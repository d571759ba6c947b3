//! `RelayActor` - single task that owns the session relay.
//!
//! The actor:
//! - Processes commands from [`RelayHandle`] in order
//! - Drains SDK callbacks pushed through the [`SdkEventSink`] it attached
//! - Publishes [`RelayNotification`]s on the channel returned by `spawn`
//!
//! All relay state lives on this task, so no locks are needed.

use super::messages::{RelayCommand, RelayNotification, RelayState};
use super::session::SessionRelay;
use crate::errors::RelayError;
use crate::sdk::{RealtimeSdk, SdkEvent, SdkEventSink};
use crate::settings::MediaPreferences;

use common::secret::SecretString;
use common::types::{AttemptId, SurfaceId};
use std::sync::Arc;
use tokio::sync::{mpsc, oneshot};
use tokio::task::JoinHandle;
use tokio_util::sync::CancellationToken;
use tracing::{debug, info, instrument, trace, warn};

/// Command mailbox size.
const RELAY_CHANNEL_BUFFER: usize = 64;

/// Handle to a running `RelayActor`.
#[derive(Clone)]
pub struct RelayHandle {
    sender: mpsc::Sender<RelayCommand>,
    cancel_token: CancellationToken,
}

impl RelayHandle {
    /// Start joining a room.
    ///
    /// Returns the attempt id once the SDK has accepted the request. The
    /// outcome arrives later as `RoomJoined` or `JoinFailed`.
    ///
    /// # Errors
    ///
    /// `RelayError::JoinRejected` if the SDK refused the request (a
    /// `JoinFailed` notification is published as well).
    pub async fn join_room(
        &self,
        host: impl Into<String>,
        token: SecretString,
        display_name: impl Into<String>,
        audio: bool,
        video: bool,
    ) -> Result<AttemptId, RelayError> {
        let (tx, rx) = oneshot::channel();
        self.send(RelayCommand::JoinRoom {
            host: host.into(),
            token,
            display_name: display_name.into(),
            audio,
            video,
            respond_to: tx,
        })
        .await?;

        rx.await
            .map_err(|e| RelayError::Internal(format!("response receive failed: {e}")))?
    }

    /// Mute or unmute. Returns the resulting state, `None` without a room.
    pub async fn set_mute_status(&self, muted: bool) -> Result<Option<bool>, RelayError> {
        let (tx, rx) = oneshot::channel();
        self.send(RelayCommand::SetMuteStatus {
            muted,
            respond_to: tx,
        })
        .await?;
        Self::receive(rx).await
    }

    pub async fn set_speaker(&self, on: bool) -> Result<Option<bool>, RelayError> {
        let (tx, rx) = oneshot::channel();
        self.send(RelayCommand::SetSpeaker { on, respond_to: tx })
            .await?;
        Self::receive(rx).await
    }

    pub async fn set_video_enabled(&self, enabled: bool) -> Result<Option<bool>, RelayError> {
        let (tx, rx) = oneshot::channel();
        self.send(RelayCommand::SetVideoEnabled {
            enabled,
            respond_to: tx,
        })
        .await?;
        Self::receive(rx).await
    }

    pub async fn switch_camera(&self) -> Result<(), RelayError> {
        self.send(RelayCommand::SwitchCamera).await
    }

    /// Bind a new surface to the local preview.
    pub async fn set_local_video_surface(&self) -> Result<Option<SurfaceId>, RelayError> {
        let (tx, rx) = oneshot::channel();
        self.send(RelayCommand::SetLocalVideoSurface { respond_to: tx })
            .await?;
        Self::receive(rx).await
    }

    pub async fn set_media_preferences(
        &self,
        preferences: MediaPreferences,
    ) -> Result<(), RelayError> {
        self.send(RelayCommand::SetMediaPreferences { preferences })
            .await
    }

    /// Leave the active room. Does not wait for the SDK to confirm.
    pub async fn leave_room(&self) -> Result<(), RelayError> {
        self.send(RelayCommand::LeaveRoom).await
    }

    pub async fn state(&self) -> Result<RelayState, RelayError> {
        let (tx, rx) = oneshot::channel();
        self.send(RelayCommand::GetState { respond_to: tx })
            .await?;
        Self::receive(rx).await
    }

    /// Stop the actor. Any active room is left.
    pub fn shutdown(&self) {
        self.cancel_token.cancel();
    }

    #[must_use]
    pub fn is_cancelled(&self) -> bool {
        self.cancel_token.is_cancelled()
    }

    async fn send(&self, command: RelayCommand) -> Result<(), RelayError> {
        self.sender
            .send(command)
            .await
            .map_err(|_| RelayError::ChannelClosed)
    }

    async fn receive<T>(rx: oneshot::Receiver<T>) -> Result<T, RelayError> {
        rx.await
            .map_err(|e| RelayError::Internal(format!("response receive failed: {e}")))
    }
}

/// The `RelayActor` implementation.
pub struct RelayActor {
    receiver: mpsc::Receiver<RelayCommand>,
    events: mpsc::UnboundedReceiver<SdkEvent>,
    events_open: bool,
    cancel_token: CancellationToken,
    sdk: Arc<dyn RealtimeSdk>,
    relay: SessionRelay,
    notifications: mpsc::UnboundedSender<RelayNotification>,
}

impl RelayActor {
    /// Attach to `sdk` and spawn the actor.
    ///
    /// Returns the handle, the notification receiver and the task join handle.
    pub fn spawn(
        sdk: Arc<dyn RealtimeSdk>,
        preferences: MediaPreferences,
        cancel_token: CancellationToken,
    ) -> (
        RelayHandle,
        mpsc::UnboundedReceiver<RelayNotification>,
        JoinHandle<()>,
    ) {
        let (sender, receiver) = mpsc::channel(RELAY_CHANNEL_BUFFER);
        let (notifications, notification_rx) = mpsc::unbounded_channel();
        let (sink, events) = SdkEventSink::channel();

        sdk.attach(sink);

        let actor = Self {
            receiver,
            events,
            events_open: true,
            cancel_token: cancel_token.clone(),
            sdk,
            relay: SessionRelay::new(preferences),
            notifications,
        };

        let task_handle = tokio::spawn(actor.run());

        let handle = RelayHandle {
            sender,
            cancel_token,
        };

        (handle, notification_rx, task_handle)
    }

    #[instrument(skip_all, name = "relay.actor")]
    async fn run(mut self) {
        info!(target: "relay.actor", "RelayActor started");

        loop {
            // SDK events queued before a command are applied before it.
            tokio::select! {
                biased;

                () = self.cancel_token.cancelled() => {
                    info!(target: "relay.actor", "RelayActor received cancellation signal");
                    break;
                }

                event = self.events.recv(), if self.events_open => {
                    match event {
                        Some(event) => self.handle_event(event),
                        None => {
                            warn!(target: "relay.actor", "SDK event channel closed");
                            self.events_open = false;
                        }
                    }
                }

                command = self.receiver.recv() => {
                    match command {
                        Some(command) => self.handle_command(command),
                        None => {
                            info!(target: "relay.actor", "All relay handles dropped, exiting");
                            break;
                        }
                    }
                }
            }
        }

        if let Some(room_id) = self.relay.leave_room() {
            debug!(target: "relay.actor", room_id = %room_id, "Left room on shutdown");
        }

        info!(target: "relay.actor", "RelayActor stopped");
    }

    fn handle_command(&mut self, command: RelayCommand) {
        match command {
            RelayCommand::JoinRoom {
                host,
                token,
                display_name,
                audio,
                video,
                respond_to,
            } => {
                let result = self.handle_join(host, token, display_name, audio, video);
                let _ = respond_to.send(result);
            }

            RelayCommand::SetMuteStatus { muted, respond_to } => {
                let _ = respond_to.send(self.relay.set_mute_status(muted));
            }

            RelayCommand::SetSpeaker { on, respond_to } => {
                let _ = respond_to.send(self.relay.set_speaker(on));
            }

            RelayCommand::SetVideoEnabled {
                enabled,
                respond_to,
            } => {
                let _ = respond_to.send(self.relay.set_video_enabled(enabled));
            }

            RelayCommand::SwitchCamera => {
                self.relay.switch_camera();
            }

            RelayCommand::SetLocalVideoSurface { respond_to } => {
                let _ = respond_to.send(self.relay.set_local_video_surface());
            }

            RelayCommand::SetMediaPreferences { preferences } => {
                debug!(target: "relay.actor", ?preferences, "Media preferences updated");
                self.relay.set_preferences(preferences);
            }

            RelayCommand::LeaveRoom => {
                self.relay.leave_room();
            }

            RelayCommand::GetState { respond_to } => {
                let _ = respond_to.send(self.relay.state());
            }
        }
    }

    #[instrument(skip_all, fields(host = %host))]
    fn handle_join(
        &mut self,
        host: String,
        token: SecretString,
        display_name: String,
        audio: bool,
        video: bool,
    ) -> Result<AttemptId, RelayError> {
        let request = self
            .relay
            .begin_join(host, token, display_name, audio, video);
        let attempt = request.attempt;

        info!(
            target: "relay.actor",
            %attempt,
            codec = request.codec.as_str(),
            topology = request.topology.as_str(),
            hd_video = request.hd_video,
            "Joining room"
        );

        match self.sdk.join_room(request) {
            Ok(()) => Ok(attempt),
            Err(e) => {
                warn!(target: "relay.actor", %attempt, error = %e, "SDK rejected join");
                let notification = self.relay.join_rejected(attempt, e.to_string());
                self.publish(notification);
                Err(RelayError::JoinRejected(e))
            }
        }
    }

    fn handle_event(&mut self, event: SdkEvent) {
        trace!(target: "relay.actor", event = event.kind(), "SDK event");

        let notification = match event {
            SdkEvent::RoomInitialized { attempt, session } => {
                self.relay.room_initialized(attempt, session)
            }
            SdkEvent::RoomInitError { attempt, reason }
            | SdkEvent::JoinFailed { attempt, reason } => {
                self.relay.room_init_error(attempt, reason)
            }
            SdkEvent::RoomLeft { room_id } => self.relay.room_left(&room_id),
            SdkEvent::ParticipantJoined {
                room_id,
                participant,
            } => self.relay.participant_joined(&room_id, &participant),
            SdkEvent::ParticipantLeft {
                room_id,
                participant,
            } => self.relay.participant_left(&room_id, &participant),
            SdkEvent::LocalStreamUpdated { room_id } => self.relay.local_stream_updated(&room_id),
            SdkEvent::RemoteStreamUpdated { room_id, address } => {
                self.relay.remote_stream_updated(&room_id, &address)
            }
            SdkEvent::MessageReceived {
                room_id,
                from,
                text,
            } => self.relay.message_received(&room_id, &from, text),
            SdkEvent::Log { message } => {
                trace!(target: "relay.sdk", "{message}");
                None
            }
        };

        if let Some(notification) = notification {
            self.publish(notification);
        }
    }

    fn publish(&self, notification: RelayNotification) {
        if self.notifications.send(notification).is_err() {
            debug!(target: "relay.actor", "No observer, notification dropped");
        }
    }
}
---
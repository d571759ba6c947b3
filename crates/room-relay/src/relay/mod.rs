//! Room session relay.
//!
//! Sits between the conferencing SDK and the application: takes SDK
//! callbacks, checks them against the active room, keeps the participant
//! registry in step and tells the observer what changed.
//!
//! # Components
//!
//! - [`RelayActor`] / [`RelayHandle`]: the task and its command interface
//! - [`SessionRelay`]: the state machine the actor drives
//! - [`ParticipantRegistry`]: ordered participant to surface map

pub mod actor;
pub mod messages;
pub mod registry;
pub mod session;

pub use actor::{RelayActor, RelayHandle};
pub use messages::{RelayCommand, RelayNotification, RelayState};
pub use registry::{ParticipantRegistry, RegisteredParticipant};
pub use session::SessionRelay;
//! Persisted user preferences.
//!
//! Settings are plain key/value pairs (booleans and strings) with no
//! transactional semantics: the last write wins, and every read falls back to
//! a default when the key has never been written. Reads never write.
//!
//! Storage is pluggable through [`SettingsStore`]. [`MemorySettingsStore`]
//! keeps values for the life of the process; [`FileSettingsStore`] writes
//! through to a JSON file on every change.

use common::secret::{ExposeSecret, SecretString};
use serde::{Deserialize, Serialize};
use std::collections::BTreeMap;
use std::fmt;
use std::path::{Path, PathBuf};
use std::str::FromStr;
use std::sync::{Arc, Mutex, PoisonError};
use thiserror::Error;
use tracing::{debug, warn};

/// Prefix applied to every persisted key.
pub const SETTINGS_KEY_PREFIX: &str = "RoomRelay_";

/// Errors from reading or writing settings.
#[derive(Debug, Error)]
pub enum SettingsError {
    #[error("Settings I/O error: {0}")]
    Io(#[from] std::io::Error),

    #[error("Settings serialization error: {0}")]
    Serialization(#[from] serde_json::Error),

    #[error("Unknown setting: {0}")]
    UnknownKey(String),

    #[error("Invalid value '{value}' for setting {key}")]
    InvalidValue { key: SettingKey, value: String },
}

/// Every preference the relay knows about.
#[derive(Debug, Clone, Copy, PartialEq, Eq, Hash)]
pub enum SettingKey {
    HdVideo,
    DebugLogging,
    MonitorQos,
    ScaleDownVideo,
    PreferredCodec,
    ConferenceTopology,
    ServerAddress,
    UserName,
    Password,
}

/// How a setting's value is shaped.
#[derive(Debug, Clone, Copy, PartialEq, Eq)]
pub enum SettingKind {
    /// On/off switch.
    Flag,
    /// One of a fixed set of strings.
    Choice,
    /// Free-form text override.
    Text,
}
--
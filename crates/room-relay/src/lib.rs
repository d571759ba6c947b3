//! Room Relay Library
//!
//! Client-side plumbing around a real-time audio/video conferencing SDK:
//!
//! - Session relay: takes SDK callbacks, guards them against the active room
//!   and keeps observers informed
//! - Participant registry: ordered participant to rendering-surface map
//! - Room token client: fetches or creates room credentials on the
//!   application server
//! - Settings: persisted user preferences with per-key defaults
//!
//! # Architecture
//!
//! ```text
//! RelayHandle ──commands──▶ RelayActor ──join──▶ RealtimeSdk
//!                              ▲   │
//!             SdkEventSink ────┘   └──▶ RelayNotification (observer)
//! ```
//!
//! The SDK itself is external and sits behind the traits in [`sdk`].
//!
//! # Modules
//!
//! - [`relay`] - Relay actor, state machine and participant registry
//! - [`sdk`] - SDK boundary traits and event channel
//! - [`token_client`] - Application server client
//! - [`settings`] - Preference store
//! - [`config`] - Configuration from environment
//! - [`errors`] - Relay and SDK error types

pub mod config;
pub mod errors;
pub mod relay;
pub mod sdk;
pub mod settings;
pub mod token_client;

**Exercise requirements**: From the material above, tally every line that includes the word "SetVideoEnabled" and state the count only.

**Reply**: 2